Tom Regner

No. 60
- Position: Guard

Personal information
- Born: April 19, 1944 Kenosha, Wisconsin, U.S.
- Died: November 13, 2014 (aged 70) Reno, Nevada, U.S.
- Listed height: 6 ft 1 in (1.85 m)
- Listed weight: 235 lb (107 kg)

Career information
- High school: St.
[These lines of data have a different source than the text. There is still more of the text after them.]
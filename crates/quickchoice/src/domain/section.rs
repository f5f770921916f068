//! Heading-aware section boundaries over a flat list of lines.
//!
//! A section starts at a heading (`#`, `##`, ...) and runs until the next
//! heading that closes it. Lines are 0-indexed and the resolver never
//! inspects anything beyond the slice it is handed.

use once_cell::sync::Lazy;
use regex::Regex;

use crate::domain::errors::ChoiceError;

static HEADING_RE: Lazy<Regex> = Lazy::new(|| Regex::new(r"^(#+)\s+\S").expect("valid regex"));

/// Level of a heading line (length of the leading `#` run), or `None` for body lines.
pub fn heading_level(line: &str) -> Option<usize> {
    HEADING_RE
        .captures(line)
        .and_then(|captures| captures.get(1))
        .map(|marker| marker.as_str().len())
}

/// Index of the last line belonging to the section that starts at or contains `target_line`.
///
/// When the target is a heading of level `L`, the section closes at the next heading of level
/// `<= L` if `consider_subsections` is set, or at the next heading of any level otherwise. Body
/// lines always close at the next heading of any level; in a document without a single heading
/// they close at the end of their paragraph instead.
///
/// Blank lines just before a closing heading are not part of the section, but a section that
/// runs off the end of the document keeps whatever trailing blank lines the document has.
///
/// # Panics
///
/// Panics when `target_line` is not a valid index into `lines`.
pub fn resolve_section_end<S: AsRef<str>>(
    lines: &[S],
    target_line: usize,
    consider_subsections: bool,
) -> usize {
    assert!(
        target_line < lines.len(),
        "target line {target_line} out of bounds for document of {} lines",
        lines.len()
    );

    let last = lines.len() - 1;
    let closing = match level_of(&lines[target_line]) {
        Some(level) => next_heading(lines, target_line, |next| {
            !consider_subsections || next <= level
        }),
        None if !lines.iter().any(|line| level_of(line).is_some()) => {
            return paragraph_end(lines, target_line);
        }
        None => next_heading(lines, target_line, |_| true),
    };

    match closing {
        Some(heading) => skip_blank_tail(lines, target_line, heading - 1),
        None => last,
    }
}

/// Bounds-checked variant of [`resolve_section_end`] for indices that come from user input.
pub fn try_resolve_section_end<S: AsRef<str>>(
    lines: &[S],
    target_line: usize,
    consider_subsections: bool,
) -> Result<usize, ChoiceError> {
    if target_line >= lines.len() {
        return Err(ChoiceError::invalid(format!(
            "target line {target_line} out of bounds for document of {} lines",
            lines.len()
        )));
    }
    Ok(resolve_section_end(lines, target_line, consider_subsections))
}

fn level_of<S: AsRef<str>>(line: &S) -> Option<usize> {
    heading_level(line.as_ref())
}

fn is_blank<S: AsRef<str>>(line: &S) -> bool {
    line.as_ref().trim().is_empty()
}

fn next_heading<S: AsRef<str>>(
    lines: &[S],
    after: usize,
    closes: impl Fn(usize) -> bool,
) -> Option<usize> {
    lines
        .iter()
        .enumerate()
        .skip(after + 1)
        .find(|(_, line)| level_of(*line).is_some_and(&closes))
        .map(|(index, _)| index)
}

fn skip_blank_tail<S: AsRef<str>>(lines: &[S], floor: usize, mut end: usize) -> usize {
    while end > floor && is_blank(&lines[end]) {
        end -= 1;
    }
    end
}

fn paragraph_end<S: AsRef<str>>(lines: &[S], target_line: usize) -> usize {
    lines
        .iter()
        .enumerate()
        .skip(target_line + 1)
        .find(|(_, line)| is_blank(*line))
        .map(|(blank, _)| blank - 1)
        .unwrap_or(lines.len() - 1)
}
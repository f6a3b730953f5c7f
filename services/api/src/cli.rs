use crate::commands::{run_describe, run_match, DescribeArgs, MatchArgs};
use crate::server;
use breed_wiki::error::AppError;
use clap::{Args, Parser, Subcommand};

#[derive(Parser, Debug)]
#[command(
    name = "breed-wiki",
    about = "Resolve dog-breed dataset names to Wikipedia articles",
    version
)]
struct Cli {
    #[command(subcommand)]
    command: Option<Command>,
}

#[derive(Subcommand, Debug)]
enum Command {
    /// Start the HTTP service (default command)
    Serve(ServeArgs),
    /// Match every breed in a dataset against a saved breed list page
    Match(MatchArgs),
    /// Print the first meaningful paragraph of a saved article page
    Describe(DescribeArgs),
}

#[derive(Args, Debug, Default)]
pub(crate) struct ServeArgs {
    /// Override the configured host for the HTTP server
    #[arg(long)]
    pub(crate) host: Option<String>,
    /// Override the configured port for the HTTP server
    #[arg(long)]
    pub(crate) port: Option<u16>,
}

pub(crate) async fn run() -> Result<(), AppError> {
    let cli = Cli::parse();
    let command = cli
        .command
        .unwrap_or_else(|| Command::Serve(ServeArgs::default()));

    match command {
        Command::Serve(args) => server::run(args).await,
        Command::Match(args) => run_match(args),
        Command::Describe(args) => run_describe(args),
    }
}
Joseph (Kenosha)
- College: Notre Dame (1963–1966)
- NFL draft: 1967: 1st round, 23rd overall pick

Career history
- Houston Oilers (1967–1972); Houston Texans-Shreveport Steamer (1974);

Awards and highlights
- National champion (1966); Consensus All-American (1966); Second-team All-American (1965);

Career NFL/AFL statistics
- Games played: 67
- Games started: 47
- Fumble recoveries: 1
- Stats at Pro Football Reference

= Tom Regner =

American football player (1944–2014)

Thomas Eugene Regner (April 19, 1944 – November 13, 2014) was an American professional football player who was a guard for six seasons with the Houston Oilers of the American Football League (AFL) and National Football League (NFL). He played college football for the Notre Dame Fighting Irish, earning consensus All-American honors in 1966. He was traded along with a 1973 third-round selection (61st overall–Bill Olds) from the Oilers to the Baltimore Colts for Bill Curry on January 29, 1973.